_Exercise_
Output exactly what appears from the line containing "pub mod broadcast;" to the end of the data below, and nothing more.

_Records for this task_
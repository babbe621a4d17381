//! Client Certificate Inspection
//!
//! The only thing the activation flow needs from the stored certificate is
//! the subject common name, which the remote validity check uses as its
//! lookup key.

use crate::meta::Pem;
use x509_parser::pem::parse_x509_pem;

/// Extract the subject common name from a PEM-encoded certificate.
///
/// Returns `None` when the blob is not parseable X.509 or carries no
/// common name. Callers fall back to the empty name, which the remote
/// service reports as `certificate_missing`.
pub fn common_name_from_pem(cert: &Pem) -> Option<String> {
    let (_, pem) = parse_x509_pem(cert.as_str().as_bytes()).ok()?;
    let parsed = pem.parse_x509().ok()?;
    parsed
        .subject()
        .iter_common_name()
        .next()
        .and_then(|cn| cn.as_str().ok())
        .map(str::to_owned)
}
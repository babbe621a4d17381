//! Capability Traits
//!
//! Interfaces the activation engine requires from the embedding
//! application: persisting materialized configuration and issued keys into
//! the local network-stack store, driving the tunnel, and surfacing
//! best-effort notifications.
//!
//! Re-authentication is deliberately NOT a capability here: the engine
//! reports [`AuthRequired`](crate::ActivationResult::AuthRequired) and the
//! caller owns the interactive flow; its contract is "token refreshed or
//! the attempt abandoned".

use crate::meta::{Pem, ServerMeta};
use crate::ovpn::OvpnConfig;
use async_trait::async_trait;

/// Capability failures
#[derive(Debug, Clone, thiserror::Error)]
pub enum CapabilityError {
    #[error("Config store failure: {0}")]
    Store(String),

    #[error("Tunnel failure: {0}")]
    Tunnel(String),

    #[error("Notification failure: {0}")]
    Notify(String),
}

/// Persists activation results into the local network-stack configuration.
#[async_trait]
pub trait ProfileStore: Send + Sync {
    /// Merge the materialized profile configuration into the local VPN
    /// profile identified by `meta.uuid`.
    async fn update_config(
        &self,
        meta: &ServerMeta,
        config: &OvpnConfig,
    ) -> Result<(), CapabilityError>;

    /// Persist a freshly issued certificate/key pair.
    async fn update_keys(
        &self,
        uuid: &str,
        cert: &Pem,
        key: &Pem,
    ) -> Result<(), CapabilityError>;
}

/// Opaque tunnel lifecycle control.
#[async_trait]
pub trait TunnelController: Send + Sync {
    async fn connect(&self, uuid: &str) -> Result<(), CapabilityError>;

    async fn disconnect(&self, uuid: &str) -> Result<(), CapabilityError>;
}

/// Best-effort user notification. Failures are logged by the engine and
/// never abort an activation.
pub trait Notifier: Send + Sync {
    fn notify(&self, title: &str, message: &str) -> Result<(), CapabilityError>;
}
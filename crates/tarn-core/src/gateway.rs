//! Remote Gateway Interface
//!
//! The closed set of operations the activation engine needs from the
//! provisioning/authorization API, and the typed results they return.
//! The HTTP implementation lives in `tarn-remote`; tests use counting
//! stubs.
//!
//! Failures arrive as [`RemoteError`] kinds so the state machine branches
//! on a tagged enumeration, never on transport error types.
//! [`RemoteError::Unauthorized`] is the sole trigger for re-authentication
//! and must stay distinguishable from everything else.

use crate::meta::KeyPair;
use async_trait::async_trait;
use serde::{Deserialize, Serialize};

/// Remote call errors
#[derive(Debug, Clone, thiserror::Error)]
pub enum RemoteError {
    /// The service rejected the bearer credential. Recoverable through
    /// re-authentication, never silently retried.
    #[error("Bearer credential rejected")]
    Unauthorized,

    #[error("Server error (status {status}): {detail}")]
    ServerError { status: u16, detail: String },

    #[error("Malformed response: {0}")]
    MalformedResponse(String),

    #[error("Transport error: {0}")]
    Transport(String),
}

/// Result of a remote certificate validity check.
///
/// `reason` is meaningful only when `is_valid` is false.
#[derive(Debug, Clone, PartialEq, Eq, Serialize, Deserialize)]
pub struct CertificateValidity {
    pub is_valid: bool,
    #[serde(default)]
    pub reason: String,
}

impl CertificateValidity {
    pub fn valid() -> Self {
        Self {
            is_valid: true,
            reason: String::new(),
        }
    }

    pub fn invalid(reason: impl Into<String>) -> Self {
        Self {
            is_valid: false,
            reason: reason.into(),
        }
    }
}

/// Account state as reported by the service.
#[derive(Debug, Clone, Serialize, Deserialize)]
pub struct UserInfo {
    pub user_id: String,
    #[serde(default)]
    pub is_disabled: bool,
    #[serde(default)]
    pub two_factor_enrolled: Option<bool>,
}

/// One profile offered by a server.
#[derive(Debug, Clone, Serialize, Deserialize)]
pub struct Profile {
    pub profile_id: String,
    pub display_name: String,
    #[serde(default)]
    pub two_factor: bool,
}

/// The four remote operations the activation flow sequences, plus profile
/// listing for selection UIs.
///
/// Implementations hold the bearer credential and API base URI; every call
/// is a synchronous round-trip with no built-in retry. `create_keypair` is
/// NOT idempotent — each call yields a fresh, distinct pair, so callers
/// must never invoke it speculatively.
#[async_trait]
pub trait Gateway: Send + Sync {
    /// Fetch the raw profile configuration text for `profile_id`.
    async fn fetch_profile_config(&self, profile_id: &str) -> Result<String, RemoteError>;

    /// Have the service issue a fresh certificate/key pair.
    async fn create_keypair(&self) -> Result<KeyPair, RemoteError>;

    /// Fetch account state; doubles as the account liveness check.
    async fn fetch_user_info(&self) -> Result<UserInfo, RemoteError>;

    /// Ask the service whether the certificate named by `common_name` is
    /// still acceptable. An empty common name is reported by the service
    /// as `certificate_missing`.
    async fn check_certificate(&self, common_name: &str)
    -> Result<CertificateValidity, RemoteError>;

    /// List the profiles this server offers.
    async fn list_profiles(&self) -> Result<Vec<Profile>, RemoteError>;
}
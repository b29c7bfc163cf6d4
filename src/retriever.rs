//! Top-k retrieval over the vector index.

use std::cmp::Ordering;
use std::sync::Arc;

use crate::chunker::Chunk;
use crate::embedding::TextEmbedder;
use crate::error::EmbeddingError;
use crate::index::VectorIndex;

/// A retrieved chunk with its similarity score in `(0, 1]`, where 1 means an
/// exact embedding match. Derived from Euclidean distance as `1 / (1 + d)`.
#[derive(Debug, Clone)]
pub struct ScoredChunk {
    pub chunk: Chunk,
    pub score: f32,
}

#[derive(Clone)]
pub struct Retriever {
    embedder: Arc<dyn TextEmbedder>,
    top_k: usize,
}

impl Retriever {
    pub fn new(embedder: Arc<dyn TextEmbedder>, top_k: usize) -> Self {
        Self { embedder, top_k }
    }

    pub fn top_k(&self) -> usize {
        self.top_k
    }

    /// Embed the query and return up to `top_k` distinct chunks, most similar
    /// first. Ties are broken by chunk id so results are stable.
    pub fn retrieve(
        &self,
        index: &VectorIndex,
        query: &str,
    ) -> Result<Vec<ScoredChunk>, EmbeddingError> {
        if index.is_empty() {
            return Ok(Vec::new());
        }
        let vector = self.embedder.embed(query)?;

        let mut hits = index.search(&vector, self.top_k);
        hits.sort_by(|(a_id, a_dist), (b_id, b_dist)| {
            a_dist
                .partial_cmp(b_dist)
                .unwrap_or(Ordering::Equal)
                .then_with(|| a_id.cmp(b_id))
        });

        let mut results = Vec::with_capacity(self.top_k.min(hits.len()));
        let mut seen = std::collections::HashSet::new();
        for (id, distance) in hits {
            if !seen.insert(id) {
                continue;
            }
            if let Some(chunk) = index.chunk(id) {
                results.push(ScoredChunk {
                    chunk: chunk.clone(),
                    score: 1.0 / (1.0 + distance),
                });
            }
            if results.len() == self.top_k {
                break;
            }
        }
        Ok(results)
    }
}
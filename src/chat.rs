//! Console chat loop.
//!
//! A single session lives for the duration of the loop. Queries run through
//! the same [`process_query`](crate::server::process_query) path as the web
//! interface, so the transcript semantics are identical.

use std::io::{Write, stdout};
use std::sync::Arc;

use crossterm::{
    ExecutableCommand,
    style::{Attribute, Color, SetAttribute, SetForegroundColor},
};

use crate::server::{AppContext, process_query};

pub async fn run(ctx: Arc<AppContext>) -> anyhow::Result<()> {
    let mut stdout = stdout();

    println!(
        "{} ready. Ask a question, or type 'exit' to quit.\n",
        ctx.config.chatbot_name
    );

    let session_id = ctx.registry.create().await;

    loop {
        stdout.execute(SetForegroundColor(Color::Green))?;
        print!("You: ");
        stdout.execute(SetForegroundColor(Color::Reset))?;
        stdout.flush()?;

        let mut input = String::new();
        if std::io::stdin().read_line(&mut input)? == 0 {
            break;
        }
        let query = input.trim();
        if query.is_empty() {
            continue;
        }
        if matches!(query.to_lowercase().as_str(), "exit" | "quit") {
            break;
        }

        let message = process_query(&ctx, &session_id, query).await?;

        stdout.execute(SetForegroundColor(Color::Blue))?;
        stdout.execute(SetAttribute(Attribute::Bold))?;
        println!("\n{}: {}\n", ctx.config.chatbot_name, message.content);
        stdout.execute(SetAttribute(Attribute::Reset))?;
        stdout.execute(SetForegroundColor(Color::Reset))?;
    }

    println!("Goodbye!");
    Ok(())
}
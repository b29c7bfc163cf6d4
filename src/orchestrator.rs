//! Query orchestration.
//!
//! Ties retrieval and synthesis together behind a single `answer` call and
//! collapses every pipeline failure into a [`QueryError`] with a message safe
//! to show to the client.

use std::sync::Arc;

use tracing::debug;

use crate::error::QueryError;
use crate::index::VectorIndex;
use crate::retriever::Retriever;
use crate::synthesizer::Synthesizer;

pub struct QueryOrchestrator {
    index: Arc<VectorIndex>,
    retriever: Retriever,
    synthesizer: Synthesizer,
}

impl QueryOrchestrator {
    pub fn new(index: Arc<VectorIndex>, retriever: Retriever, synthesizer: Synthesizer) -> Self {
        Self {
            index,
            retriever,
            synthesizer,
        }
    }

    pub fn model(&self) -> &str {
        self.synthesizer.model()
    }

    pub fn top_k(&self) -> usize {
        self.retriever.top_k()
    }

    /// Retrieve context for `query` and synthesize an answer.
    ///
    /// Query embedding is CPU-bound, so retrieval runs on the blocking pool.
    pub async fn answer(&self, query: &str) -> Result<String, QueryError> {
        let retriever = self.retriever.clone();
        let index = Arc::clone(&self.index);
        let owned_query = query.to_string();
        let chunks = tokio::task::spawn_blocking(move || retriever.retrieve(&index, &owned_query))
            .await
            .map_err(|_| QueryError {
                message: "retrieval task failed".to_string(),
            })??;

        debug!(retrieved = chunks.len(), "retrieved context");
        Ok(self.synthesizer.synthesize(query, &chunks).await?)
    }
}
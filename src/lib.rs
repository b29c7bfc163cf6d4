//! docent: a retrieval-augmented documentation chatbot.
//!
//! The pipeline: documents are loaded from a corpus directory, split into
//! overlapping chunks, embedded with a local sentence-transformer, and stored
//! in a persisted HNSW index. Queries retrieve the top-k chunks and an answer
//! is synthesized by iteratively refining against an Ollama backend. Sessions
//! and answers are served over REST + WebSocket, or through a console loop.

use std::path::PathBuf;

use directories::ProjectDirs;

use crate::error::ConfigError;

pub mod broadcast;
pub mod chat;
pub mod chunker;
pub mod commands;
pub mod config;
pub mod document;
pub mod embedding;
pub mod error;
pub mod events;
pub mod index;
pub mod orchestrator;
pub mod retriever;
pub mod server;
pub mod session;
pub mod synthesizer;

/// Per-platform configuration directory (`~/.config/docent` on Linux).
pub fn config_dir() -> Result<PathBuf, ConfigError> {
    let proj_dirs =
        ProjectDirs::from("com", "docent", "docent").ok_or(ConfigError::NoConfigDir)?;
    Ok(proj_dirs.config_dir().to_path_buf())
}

_Result for this exercise_
pub mod broadcast;
pub mod chat;
pub mod chunker;
pub mod commands;
pub mod config;
pub mod document;
pub mod embedding;
pub mod error;
pub mod events;
pub mod index;
pub mod orchestrator;
pub mod retriever;
pub mod server;
pub mod session;
pub mod synthesizer;

/// Per-platform configuration directory (`~/.config/docent` on Linux).
pub fn config_dir() -> Result<PathBuf, ConfigError> {
    let proj_dirs =
        ProjectDirs::from("com", "docent", "docent").ok_or(ConfigError::NoConfigDir)?;
    Ok(proj_dirs.config_dir().to_path_buf())
}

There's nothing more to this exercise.